CHARLOTTE — She’s the first Black woman pit crew member in NASCAR history and Brehanna Daniels is already forging a path for the next generation.

NASCAR has a long history in the Carolinas, but it wasn’t until 2017 that Daniels became a pit crew member.

Daniels was a basketball player at Norfolk State University when NASCAR’s long-standing Drive for Diversity program held a combine there. The program provides training and opportunities to talented people to hopefully develop them into professional drivers and pit crew members.

She was discovered by former NASCAR pit crew coach Phil Horton, who’s been an athletic trainer for decades. Currently, he’s director of athletic performance at Concord’s Rev Racing.

“I said, ‘Hey, we could use you in NASCAR if you’re willing to put three or four years of commitment to come be a tire changer,’” Horton said.

Daniels would eventually become the first Black woman to make it to NASCAR’s top-level Cup Series.

“I wake up random days and I’m like, dang, I’m really the first,” Daniels said. “And it happened in 2017, so it really took that long, and who would have thought it would be me, because I sure didn’t think it would be me.”

Horton said in the 15 years he’s been involved with training, only 12 women have tried it and about five were successful.

“Moving them along to the top level, it’s a struggle, it’s tough,” Horton said. “It’s truly a man’s game, so it’s going to take a special individual to actually make that happen.”

Some say being a person of color in motorsports is even more of a struggle. But NASCAR has been committed since the early 2000s to change that, investing millions of dollars to expand opportunities to all for a career in the sport.

But this year, the organization has faced increased backlash for those efforts and accusations by law firms of bias against white men.

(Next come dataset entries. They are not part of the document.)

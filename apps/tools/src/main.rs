use anyhow::{Context, Result};
use clap::{Parser, Subcommand};
use shared::domain::User;
use storage::{keys, prepare_database_url, SessionStore, Storage, DEFAULT_DATABASE_URL};

#[derive(Parser, Debug)]
struct Cli {
    #[arg(long, default_value = DEFAULT_DATABASE_URL)]
    database_url: String,
    #[command(subcommand)]
    command: Command,
}

#[derive(Subcommand, Debug)]
enum Command {
    /// Lists every persisted key.
    Show {
        /// Print the token in full instead of a prefix.
        #[arg(long)]
        reveal: bool,
    },
    /// Prints the persisted user.
    Whoami,
    /// Erases the persisted session.
    Clear,
}

#[tokio::main]
async fn main() -> Result<()> {
    let cli = Cli::parse();
    let database_url = prepare_database_url(&cli.database_url)?;
    let storage = Storage::new(&database_url).await?;
    storage.health_check().await?;

    match cli.command {
        Command::Show { reveal } => {
            let entries = storage.entries().await?;
            if entries.is_empty() {
                println!("no persisted session");
            }
            for entry in entries {
                let value = if entry.key == keys::AUTH_TOKEN && !reveal {
                    mask(&entry.value)
                } else {
                    entry.value
                };
                println!("{} = {} (updated {})", entry.key, value, entry.updated_at);
            }
        }
        Command::Whoami => match storage.get(keys::CURRENT_USER).await? {
            Some(raw) => {
                let user: User =
                    serde_json::from_str(&raw).context("persisted user is unreadable")?;
                println!("user_id={} username={} role={}", user.id, user.username, user.role);
            }
            None => println!("not logged in"),
        },
        Command::Clear => {
            storage.remove(&keys::ALL).await?;
            println!("cleared persisted session in {database_url}");
        }
    }

    Ok(())
}

fn mask(token: &str) -> String {
    let prefix: String = token.chars().take(4).collect();
    format!("{prefix}...")
}
use anyhow::{Context, Result};
use async_trait::async_trait;
use chrono::{DateTime, Utc};
use sqlx::{
    sqlite::{SqliteConnectOptions, SqlitePoolOptions},
    Pool, Row, Sqlite,
};
use std::{
    collections::BTreeMap,
    fs,
    path::{Path, PathBuf},
    str::FromStr,
};
use tokio::sync::Mutex;

/// Fixed keys under which the client persists its session.
pub mod keys {
    pub const AUTH_TOKEN: &str = "auth_token";
    pub const CURRENT_USER: &str = "current_user";
    pub const SELLER_PROFILE: &str = "seller_profile";

    pub const ALL: [&str; 3] = [AUTH_TOKEN, CURRENT_USER, SELLER_PROFILE];
}

#[derive(Debug, Clone, PartialEq, Eq)]
pub struct StoredEntry {
    pub key: String,
    pub value: String,
    pub updated_at: DateTime<Utc>,
}

/// Durable string key/value storage for client state that must survive a
/// restart.
#[async_trait]
pub trait SessionStore: Send + Sync {
    async fn get(&self, key: &str) -> Result<Option<String>>;

    /// Applies every write in one unit: `Some` upserts the key, `None` removes it.
    async fn write_all(&self, entries: &[(&str, Option<String>)]) -> Result<()>;

    async fn entries(&self) -> Result<Vec<StoredEntry>>;

    async fn remove(&self, keys: &[&str]) -> Result<()> {
        let entries: Vec<(&str, Option<String>)> = keys.iter().map(|key| (*key, None)).collect();
        self.write_all(&entries).await
    }
}

#[derive(Clone)]
pub struct Storage {
    pool: Pool<Sqlite>,
}

impl Storage {
    pub async fn new(database_url: &str) -> Result<Self> {
        ensure_sqlite_parent_dir_exists(database_url)?;

        let connect_options = SqliteConnectOptions::from_str(database_url)
            .with_context(|| format!("invalid sqlite url '{database_url}'"))?
            .create_if_missing(true);
        // Every connection to `:memory:` opens its own database.
        let max_connections = if database_url.contains(":memory:") {
            1
        } else {
            5
        };
        let pool = SqlitePoolOptions::new()
            .max_connections(max_connections)
            .connect_with(connect_options)
            .await
            .with_context(|| format!("failed to open session database '{database_url}'"))?;
        sqlx::migrate!("./migrations")
            .run(&pool)
            .await
            .context("failed to migrate session database")?;
        Ok(Self { pool })
    }

    pub async fn health_check(&self) -> Result<()> {
        let _: i64 = sqlx::query_scalar("SELECT 1")
            .fetch_one(&self.pool)
            .await
            .context("sqlite ping failed")?;
        Ok(())
    }
}

#[async_trait]
impl SessionStore for Storage {
    async fn get(&self, key: &str) -> Result<Option<String>> {
        let row = sqlx::query("SELECT value FROM session_kv WHERE key = ?")
            .bind(key)
            .fetch_optional(&self.pool)
            .await
            .with_context(|| format!("failed to read session key '{key}'"))?;
        Ok(row.map(|r| r.get::<String, _>(0)))
    }

    async fn write_all(&self, entries: &[(&str, Option<String>)]) -> Result<()> {
        let mut tx = self.pool.begin().await?;
        let now = Utc::now();
        for (key, value) in entries {
            match value {
                Some(value) => {
                    sqlx::query(
                        "INSERT INTO session_kv (key, value, updated_at) VALUES (?, ?, ?)
                         ON CONFLICT(key) DO UPDATE SET value = excluded.value, updated_at = excluded.updated_at",
                    )
                    .bind(*key)
                    .bind(value.as_str())
                    .bind(now)
                    .execute(&mut *tx)
                    .await
                    .with_context(|| format!("failed to write session key '{key}'"))?;
                }
                None => {
                    sqlx::query("DELETE FROM session_kv WHERE key = ?")
                        .bind(*key)
                        .execute(&mut *tx)
                        .await
                        .with_context(|| format!("failed to delete session key '{key}'"))?;
                }
            }
        }
        tx.commit().await.context("failed to commit session write")?;
        Ok(())
    }

    async fn entries(&self) -> Result<Vec<StoredEntry>> {
        let rows = sqlx::query("SELECT key, value, updated_at FROM session_kv ORDER BY key")
            .fetch_all(&self.pool)
            .await
            .context("failed to list session keys")?;

        rows.into_iter()
            .map(|row| -> Result<StoredEntry> {
                Ok(StoredEntry {
                    key: row.try_get("key")?,
                    value: row.try_get("value")?,
                    updated_at: row.try_get("updated_at")?,
                })
            })
            .collect()
    }
}

/// Process-local store for tests and ephemeral clients.
#[derive(Default)]
pub struct MemorySessionStore {
    entries: Mutex<BTreeMap<String, (String, DateTime<Utc>)>>,
}

impl MemorySessionStore {
    pub fn new() -> Self {
        Self::default()
    }
}

#[async_trait]
impl SessionStore for MemorySessionStore {
    async fn get(&self, key: &str) -> Result<Option<String>> {
        let guard = self.entries.lock().await;
        Ok(guard.get(key).map(|(value, _)| value.clone()))
    }

    async fn write_all(&self, entries: &[(&str, Option<String>)]) -> Result<()> {
        let mut guard = self.entries.lock().await;
        let now = Utc::now();
        for (key, value) in entries {
            match value {
                Some(value) => {
                    guard.insert((*key).to_string(), (value.clone(), now));
                }
                None => {
                    guard.remove(*key);
                }
            }
        }
        Ok(())
    }

    async fn entries(&self) -> Result<Vec<StoredEntry>> {
        let guard = self.entries.lock().await;
        Ok(guard
            .iter()
            .map(|(key, (value, updated_at))| StoredEntry {
                key: key.clone(),
                value: value.clone(),
                updated_at: *updated_at,
            })
            .collect())
    }
}

/// Turns plain file paths into sqlite URLs and creates the parent directory.
pub fn prepare_database_url(raw_database_url: &str) -> Result<String> {
    let database_url = normalize_database_url(raw_database_url);
    ensure_sqlite_parent_dir_exists(&database_url)?;
    Ok(database_url)
}

pub const DEFAULT_DATABASE_URL: &str = "sqlite://./data/session.db";

fn normalize_database_url(raw_database_url: &str) -> String {
    let raw_database_url = raw_database_url.trim();

    if raw_database_url.is_empty() {
        return DEFAULT_DATABASE_URL.to_string();
    }

    if raw_database_url.starts_with("sqlite:") || raw_database_url.contains("://") {
        return raw_database_url.to_string();
    }

    format!("sqlite://{}", raw_database_url.replace('\\', "/"))
}

fn ensure_sqlite_parent_dir_exists(database_url: &str) -> Result<()> {
    let Some(path) = sqlite_path(database_url) else {
        return Ok(());
    };

    let Some(parent) = path.parent() else {
        return Ok(());
    };
    if parent.as_os_str().is_empty() {
        return Ok(());
    }

    fs::create_dir_all(parent).with_context(|| {
        format!(
            "failed to create parent directory '{}' for database url '{database_url}'",
            parent.display()
        )
    })?;

    Ok(())
}

fn sqlite_path(database_url: &str) -> Option<PathBuf> {
    if database_url.starts_with("sqlite::memory:") || !database_url.starts_with("sqlite:") {
        return None;
    }

    let path = database_url
        .trim_start_matches("sqlite://")
        .trim_start_matches("sqlite:")
        .split('?')
        .next()
        .unwrap_or_default();

    if path.is_empty() {
        return None;
    }

    Some(Path::new(path).to_path_buf())
}

#[cfg(test)]
#[path = "tests/lib_tests.rs"]
mod tests;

“You know sometimes people will just, even me being a woman, they’ll be like, you can just read people, ‘What’s she doing here? She’s got no business here,’” Daniels said. “And then of course, later on, I’m a Black woman, it’s like then there’s that. But, like I said, I just try to do everything to the best of my ability. I do my part.”

This year, Daniels hopes her story includes a comeback.

In 2022 she tore her ACL playing basketball — a painful injury that means rebuilding at the lower Xfinity and Truck Series levels.

“The goal would be to make it back to Cup, but I feel like nowadays the opportunities are limited,” Daniels said.

In the meantime, Horton says Daniels is inspiring other Black women to pursue something they may never have considered for a career.

“This is what I am, this is what I do, who wants to follow me, and that’s where we’re at right now,” Daniels said. “Who wants to be the 2nd, the 3rd, and the 4th?

“The more I started making noise in this sport when people started learning about me, I started getting pictures in the mail, DMs from parents sending me pictures of their little girls sitting in front of a race car. ‘Look at my daughter trying to be like you.’ Just reading things like that is truly heartwarming.”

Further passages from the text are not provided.